4.3. Anders dan appellant heeft gesteld, heeft de bezwaarverzekeringsarts in zijn rapport van 2 december 2010 op inzichtelijke wijze uiteengezet waarom de informatie van psychiater Lionarons van 27 augustus 2010 en 1 oktober 2010, waarbij onder meer is vermeld dat bij appellant sprake is van een depressieve stoornis met paniekaanvallen en een persoonlijkheidsstoornis met borderline trekken, hem geen aanleiding heeft gegeven voor het oordeel dat de psychische belastbaarheid van appellant is overschat. De gestelde diagnose is op geen enkele wijze onderbouwd. De Raad wijst nog op het gegeven commentaar van de bezwaarverzekeringsarts, neergelegd in diens aanvullende rapportage van 26 januari 2011.

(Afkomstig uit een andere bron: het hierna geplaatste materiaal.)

//! audio - Device I/O and codec calibration for the board's sound card
//!
//! Locates the codec's card, brings its mixer into a calibrated state,
//! resolves capture/playback devices at their native rates and fans captured
//! frames out to any number of listeners. ALSA is reached through
//! [`AudioHost`]; [`mock`] provides an in-memory host for tests.

mod alsa_device;
mod audio_codec;
mod calibrator;
mod card_locator;
mod command;
mod convert;
mod fanout;
mod host;
mod mixer;
pub mod mock;
mod play;
mod record;
mod resolver;
pub mod tone;
pub mod wav;

pub use alsa_device::AlsaHost;
pub use audio_codec::{AudioCodec, StreamState};
pub use calibrator::{CalibrationReport, CalibrationStep, MixerCalibrator, StepOutcome};
pub use card_locator::{
    parse_card_listing, AlsaCardProbe, CardLocator, CardProbe, CommandCardProbe, FallbackCardProbe,
    SoundCard,
};
pub use command::run_command;
pub use convert::{downmix_to_mono, prepare_playback, resample, upmix_mono};
pub use fanout::{AudioFrame, AudioListener, FrameForwarder, ListenerFanout, ListenerId};
pub use host::{AudioHost, CaptureStream, DeviceDescriptor, Direction, PlaybackStream};
pub use mixer::{build_card_probe, build_mixer, AlsaMixer, CommandMixer, FallbackMixer, MixerControl};
pub use resolver::{DeviceResolver, ResolvedDevices};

4.4. Appellant heeft niet aannemelijk gemaakt dat op de datum in geding sprake was van verdergaande beperkingen dan in de FML zijn opgenomen. De voorhanden zijnde medische informatie biedt daarvoor geen grond. Ook de in beroep overgelegde nadere informatie van psychiater Lionarons van 19 april 2011 en huisarts Gaffer van 28 april 2011 maakt dat niet anders.
4.5. Uitgaande van de juistheid van de vastgestelde FML is de Raad met de rechtbank van oordeel dat de functies die aan de schatting ten grondslag zijn gelegd in medisch opzicht geschikt zijn voor appellant, gelet op de aan deze functies verbonden belastende aspecten. Dit is met de rapporten van de (bezwaar)arbeidsdeskundigen van 23 juli 2010, 16 september 2010 en 11 februari 2011 voldoende verifieerbaar en inzichtelijk toegelicht.
4.6. Uit hetgeen onder 4.1 tot en met 4.5 is overwogen volgt dat het hoger beroep van appellant niet slaagt en dat de aangevallen uitspraak dient te worden bevestigd.
5. Voor een proceskostenveroordeling bestaat geen aanleiding.
BESLISSING
De Centrale Raad van Beroep bevestigt de aangevallen uitspraak.
Deze uitspraak is gedaan door C.P.J. Goorden als voorzitter en J.J.T van den Corput en A.I. van der Kris als leden, in tegenwoordigheid van D. Heeremans als griffier. De beslissing is uitgesproken in het openbaar op 17 oktober 2012.